> **Prompt**:
Where does the string "redemption" occur in the records? Copy each line that holds it.
###
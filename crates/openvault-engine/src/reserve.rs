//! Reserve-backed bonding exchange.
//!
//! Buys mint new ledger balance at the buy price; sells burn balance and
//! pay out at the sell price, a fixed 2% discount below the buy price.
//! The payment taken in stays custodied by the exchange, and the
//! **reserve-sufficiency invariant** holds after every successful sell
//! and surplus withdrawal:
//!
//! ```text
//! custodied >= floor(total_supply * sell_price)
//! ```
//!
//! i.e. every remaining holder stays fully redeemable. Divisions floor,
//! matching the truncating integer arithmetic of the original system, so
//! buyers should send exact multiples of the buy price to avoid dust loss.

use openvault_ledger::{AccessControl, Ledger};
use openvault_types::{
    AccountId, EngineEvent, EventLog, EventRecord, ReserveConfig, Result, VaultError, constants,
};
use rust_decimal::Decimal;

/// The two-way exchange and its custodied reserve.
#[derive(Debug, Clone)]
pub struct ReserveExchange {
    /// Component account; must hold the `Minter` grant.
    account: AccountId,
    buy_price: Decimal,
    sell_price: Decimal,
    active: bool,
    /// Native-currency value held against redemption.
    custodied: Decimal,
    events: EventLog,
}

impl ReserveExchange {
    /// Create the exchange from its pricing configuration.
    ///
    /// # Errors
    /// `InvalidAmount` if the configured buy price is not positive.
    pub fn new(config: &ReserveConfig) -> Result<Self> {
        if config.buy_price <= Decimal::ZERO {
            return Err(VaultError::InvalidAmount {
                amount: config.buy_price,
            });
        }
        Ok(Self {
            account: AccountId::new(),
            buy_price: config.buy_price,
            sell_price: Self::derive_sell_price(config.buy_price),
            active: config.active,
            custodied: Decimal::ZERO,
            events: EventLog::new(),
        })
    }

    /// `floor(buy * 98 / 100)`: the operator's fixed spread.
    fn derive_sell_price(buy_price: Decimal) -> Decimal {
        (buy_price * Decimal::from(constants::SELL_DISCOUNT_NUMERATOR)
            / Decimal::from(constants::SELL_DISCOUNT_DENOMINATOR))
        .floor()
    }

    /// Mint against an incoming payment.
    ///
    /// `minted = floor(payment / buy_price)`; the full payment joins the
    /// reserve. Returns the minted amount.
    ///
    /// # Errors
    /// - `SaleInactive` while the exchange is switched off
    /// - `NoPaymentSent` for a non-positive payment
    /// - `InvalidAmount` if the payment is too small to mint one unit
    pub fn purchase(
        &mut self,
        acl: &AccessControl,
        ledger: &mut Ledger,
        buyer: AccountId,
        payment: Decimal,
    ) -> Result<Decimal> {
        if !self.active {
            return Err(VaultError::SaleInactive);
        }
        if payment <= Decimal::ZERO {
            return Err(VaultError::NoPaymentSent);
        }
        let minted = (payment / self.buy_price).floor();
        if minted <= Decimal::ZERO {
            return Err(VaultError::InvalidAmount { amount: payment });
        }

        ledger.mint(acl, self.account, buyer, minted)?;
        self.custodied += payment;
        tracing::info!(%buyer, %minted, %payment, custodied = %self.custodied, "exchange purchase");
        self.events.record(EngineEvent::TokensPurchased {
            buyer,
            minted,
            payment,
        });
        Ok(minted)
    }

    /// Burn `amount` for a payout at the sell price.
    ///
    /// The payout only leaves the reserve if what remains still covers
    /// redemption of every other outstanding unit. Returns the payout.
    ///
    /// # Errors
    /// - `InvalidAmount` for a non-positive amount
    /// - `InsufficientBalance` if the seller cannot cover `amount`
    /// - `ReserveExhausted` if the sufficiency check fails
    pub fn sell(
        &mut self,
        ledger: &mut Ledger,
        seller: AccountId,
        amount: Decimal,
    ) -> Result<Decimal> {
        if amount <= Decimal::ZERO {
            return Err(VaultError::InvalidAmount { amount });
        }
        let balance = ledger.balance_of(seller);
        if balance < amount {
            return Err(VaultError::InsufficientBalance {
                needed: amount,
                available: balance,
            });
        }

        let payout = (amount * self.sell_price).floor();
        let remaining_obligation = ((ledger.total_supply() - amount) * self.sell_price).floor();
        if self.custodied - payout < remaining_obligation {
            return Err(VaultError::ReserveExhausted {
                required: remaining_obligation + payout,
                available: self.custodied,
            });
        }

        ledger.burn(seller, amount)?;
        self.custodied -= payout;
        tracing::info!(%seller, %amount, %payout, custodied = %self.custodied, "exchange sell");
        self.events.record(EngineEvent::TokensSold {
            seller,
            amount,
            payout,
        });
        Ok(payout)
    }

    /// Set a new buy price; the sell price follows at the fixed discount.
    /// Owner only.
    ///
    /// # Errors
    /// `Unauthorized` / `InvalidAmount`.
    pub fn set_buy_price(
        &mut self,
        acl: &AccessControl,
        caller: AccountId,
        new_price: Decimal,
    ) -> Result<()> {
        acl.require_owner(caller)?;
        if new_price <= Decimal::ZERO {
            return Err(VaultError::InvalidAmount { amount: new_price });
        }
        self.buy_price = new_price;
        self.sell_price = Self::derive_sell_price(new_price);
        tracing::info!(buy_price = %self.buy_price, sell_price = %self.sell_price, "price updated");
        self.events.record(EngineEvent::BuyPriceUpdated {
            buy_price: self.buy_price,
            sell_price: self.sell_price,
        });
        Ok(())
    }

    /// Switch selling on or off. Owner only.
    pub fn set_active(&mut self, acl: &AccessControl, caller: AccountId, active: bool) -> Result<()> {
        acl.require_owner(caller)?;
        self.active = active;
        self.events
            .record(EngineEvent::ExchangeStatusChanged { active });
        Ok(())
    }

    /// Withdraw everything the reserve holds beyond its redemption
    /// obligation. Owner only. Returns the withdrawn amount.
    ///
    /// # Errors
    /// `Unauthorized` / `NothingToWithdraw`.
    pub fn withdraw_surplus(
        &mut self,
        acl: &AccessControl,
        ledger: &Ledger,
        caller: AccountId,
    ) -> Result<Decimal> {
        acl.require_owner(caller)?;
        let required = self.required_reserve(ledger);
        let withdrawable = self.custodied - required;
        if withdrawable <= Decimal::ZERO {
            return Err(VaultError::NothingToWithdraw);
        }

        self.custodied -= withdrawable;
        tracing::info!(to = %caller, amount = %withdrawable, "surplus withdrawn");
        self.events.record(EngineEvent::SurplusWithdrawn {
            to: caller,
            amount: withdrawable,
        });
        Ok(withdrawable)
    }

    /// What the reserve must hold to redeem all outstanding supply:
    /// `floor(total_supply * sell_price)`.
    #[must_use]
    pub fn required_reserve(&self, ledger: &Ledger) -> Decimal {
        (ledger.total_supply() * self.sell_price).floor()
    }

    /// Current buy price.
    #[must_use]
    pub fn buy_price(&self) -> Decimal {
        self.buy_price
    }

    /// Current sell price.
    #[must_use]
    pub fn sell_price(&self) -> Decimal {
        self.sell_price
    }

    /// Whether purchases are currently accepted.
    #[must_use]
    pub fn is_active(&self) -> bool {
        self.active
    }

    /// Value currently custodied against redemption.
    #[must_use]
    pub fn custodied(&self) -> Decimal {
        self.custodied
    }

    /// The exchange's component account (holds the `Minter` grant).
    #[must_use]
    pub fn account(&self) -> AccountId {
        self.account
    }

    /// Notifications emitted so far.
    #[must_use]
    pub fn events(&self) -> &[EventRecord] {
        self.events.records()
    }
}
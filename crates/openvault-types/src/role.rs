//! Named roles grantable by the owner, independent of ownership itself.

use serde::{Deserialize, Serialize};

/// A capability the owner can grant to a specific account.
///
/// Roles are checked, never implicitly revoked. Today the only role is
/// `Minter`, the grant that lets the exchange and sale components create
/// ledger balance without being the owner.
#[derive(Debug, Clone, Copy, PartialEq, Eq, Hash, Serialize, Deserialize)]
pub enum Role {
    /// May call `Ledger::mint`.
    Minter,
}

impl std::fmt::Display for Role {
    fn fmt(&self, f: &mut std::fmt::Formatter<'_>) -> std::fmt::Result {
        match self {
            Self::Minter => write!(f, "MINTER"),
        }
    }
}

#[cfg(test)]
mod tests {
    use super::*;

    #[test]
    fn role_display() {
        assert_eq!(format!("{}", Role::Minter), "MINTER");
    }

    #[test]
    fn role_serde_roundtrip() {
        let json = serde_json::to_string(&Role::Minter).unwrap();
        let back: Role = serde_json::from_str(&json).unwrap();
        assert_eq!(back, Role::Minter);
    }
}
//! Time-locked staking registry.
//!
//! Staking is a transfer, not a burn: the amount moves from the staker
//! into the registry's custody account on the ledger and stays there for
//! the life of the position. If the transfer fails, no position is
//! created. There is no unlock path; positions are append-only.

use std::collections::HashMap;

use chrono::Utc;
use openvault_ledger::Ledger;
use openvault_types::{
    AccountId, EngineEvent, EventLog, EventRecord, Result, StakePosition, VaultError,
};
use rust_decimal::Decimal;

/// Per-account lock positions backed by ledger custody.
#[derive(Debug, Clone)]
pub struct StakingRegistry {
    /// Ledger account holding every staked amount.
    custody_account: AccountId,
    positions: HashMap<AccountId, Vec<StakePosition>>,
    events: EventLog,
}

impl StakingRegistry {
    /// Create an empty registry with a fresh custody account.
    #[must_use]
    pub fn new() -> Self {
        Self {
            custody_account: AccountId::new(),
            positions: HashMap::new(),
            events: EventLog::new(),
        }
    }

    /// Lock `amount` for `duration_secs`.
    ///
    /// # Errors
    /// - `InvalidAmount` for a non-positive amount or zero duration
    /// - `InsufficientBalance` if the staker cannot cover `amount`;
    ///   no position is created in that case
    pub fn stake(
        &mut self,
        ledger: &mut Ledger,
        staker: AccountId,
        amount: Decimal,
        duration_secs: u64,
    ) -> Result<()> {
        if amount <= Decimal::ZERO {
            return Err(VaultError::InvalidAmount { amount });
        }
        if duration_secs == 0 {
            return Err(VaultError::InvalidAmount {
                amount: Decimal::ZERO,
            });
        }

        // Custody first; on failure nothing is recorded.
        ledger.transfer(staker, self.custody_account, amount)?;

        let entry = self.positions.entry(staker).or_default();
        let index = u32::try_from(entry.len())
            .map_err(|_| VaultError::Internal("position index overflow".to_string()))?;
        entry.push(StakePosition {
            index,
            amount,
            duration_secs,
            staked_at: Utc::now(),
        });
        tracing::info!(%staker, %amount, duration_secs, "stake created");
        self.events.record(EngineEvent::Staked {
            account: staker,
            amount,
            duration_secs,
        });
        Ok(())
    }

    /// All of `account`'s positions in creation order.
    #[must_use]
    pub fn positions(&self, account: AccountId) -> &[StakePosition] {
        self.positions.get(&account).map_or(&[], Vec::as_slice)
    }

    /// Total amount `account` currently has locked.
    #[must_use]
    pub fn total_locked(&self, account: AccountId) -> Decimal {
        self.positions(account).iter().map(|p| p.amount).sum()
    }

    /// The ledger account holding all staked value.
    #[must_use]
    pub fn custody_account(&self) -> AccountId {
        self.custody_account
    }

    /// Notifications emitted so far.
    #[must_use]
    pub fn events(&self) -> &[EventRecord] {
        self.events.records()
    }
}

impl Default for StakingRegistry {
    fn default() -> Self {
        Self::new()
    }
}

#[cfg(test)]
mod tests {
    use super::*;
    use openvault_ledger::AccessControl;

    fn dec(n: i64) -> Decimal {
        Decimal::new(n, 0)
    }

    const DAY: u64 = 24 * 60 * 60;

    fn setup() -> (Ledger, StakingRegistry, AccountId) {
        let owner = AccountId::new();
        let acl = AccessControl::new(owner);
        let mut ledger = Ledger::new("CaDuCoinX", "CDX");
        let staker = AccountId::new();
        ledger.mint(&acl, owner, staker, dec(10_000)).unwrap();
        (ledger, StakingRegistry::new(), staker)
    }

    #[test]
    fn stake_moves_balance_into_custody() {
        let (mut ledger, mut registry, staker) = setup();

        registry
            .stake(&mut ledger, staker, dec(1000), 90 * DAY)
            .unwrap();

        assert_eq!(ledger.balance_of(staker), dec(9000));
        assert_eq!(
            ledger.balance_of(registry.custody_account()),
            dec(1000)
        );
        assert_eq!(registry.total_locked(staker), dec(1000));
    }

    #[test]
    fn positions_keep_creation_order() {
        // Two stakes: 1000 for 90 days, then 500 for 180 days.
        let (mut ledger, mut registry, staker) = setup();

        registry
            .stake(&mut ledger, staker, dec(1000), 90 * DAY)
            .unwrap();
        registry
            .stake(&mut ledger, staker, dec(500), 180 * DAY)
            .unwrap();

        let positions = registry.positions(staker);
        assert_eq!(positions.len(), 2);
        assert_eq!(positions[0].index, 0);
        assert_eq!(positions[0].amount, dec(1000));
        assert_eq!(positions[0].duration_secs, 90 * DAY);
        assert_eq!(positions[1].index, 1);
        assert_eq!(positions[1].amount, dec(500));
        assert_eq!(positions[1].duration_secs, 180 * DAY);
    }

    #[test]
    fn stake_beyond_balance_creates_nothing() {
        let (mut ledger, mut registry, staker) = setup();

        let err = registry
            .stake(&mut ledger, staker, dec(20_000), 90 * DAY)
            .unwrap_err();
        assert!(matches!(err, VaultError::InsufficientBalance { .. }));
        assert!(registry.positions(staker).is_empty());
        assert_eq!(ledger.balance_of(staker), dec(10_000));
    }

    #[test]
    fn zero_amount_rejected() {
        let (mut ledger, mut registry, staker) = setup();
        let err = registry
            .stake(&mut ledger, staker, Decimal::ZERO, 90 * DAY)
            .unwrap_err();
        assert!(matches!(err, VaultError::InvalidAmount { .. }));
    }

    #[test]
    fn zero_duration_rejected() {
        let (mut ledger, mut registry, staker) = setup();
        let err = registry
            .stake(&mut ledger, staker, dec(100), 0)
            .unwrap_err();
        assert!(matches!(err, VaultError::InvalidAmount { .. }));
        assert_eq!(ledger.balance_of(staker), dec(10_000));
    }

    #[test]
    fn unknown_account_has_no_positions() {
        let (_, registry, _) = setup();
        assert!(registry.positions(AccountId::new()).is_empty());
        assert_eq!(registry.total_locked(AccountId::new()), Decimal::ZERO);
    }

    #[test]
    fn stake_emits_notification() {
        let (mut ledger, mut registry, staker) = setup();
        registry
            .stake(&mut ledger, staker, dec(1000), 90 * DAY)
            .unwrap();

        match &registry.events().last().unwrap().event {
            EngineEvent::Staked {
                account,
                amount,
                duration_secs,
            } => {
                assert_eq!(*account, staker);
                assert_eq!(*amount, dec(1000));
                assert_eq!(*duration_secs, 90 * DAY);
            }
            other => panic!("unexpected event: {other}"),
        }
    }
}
###
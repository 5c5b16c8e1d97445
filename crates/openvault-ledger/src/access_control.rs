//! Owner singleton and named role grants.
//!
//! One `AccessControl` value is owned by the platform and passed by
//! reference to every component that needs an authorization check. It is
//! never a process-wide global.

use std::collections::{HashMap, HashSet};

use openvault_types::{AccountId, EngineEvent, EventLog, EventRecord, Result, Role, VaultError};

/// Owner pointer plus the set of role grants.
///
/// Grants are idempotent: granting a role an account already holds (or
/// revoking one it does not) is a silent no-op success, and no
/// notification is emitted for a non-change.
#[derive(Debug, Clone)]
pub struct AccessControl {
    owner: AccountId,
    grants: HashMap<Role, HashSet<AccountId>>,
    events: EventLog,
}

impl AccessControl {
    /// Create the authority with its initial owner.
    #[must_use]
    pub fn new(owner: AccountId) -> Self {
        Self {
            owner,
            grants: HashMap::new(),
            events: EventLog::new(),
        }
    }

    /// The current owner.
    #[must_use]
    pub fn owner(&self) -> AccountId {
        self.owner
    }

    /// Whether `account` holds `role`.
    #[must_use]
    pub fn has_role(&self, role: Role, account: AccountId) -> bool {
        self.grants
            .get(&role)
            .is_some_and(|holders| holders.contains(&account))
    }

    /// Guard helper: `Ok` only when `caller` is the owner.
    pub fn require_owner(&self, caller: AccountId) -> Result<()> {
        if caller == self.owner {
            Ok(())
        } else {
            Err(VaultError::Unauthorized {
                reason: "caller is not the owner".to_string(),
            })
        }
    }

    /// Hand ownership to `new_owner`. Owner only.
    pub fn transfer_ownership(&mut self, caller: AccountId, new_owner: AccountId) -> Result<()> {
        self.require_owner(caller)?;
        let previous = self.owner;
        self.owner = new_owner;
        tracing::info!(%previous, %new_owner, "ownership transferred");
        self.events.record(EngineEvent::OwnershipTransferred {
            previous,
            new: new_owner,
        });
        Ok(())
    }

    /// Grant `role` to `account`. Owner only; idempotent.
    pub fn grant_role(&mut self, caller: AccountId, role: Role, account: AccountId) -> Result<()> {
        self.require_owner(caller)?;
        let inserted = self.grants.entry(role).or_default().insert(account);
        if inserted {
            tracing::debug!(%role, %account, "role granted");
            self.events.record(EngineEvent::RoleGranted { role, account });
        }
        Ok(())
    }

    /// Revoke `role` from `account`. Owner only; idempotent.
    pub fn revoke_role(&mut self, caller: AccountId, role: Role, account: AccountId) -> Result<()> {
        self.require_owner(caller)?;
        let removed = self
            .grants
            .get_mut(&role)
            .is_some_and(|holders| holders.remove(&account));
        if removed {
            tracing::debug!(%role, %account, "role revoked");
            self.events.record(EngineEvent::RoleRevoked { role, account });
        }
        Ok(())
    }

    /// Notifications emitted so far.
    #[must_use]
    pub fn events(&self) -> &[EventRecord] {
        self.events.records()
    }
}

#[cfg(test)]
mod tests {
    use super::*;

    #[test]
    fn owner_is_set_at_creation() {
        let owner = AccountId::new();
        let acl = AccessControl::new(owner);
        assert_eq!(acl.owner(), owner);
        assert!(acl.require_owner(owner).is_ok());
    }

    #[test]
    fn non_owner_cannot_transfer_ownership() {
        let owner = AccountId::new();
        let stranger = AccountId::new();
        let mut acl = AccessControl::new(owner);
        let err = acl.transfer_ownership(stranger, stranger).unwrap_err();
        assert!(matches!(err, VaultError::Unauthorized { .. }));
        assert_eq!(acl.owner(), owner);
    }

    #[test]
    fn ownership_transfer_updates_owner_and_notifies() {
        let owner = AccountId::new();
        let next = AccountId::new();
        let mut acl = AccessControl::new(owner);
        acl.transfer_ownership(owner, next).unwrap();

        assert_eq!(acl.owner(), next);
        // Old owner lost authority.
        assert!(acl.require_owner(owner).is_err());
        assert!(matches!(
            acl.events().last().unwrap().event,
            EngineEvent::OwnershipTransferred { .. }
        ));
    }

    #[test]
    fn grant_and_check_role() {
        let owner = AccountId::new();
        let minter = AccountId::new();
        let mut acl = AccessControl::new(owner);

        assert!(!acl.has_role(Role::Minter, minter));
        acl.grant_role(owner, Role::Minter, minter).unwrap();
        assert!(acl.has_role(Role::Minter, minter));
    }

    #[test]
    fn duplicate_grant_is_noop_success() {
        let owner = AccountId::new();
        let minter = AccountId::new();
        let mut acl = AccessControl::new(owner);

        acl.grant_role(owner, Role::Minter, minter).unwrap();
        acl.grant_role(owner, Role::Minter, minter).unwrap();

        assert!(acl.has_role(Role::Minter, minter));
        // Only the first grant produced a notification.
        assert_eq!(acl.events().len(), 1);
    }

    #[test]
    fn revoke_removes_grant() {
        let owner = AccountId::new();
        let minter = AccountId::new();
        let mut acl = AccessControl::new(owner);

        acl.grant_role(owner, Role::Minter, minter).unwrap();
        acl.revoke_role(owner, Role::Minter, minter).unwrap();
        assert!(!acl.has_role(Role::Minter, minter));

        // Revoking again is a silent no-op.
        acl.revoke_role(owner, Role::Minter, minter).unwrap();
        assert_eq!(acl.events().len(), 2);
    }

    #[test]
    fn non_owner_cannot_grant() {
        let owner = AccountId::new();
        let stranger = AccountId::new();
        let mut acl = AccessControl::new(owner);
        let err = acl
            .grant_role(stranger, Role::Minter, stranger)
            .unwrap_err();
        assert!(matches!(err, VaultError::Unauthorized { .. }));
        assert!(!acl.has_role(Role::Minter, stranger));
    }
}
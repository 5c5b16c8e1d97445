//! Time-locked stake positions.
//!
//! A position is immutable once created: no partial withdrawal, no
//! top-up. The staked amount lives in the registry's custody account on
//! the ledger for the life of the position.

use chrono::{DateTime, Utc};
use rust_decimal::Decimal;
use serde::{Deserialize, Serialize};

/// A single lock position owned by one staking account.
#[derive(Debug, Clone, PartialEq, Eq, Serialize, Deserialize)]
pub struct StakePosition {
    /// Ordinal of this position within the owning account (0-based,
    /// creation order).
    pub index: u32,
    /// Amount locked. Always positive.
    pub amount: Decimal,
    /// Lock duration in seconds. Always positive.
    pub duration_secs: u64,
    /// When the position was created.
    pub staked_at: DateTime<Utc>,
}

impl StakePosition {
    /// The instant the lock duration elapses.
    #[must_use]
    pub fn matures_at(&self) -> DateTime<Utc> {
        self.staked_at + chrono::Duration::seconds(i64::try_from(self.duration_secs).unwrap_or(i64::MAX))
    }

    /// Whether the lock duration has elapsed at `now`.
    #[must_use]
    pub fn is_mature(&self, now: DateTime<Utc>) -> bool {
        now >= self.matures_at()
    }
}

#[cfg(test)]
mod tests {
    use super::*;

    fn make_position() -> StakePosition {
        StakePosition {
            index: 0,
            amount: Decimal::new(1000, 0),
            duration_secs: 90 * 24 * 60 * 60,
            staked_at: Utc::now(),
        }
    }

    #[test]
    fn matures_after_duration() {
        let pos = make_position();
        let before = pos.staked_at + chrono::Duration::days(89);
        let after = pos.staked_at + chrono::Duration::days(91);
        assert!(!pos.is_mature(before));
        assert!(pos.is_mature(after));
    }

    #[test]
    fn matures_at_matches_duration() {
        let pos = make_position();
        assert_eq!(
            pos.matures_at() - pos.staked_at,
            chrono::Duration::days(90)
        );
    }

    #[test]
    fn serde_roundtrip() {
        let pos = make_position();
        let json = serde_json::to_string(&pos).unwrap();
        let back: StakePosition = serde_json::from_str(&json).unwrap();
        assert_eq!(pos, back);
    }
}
###
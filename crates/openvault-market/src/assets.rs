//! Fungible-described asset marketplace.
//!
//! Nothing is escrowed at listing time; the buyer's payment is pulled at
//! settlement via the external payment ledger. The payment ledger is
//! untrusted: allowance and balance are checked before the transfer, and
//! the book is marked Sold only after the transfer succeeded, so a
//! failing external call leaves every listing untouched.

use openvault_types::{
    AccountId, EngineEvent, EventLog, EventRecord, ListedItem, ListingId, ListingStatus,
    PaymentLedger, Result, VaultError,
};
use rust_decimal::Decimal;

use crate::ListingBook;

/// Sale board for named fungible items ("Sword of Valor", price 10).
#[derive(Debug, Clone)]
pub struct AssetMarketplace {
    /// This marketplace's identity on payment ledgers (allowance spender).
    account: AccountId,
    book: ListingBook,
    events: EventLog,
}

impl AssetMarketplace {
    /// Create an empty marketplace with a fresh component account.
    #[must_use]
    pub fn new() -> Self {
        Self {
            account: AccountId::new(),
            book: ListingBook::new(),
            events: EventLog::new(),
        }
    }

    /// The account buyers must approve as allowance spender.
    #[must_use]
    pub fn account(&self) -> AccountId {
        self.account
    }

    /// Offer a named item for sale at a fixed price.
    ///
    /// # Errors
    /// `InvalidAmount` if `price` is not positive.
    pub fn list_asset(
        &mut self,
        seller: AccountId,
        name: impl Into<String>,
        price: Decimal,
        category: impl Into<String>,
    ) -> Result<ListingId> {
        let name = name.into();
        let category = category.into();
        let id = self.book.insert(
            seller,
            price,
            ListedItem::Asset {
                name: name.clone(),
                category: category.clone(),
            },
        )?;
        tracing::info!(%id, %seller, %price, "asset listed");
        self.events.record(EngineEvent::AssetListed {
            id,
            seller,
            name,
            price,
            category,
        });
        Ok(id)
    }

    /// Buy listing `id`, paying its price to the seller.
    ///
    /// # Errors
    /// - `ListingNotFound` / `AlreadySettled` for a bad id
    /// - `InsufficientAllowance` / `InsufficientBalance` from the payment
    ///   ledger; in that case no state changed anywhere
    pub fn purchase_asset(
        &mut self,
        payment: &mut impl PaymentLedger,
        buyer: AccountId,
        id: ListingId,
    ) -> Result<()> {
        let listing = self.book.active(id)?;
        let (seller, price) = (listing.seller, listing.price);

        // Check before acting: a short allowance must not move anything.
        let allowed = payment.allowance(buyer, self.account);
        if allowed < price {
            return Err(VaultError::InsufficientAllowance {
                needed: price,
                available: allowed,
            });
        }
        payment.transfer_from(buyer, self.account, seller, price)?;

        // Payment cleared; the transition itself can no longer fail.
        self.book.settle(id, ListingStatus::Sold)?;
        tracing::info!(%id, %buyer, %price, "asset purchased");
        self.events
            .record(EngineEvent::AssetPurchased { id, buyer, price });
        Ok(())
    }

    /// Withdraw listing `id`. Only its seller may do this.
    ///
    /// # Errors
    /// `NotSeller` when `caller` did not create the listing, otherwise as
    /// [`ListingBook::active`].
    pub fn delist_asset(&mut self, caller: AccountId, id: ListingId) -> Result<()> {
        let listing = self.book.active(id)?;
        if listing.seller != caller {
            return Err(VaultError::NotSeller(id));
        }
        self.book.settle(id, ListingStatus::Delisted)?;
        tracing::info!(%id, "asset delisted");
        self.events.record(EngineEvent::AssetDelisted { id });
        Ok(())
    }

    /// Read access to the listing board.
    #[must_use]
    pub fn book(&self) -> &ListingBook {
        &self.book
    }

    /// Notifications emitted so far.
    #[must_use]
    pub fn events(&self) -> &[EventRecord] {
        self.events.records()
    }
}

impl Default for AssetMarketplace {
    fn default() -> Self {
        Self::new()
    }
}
###
> **Response**:
    /// Native-currency value held against redemption.
    /// redemption of every other outstanding unit. Returns the payout.
    /// Withdraw everything the reserve holds beyond its redemption
    /// Value currently custodied against redemption.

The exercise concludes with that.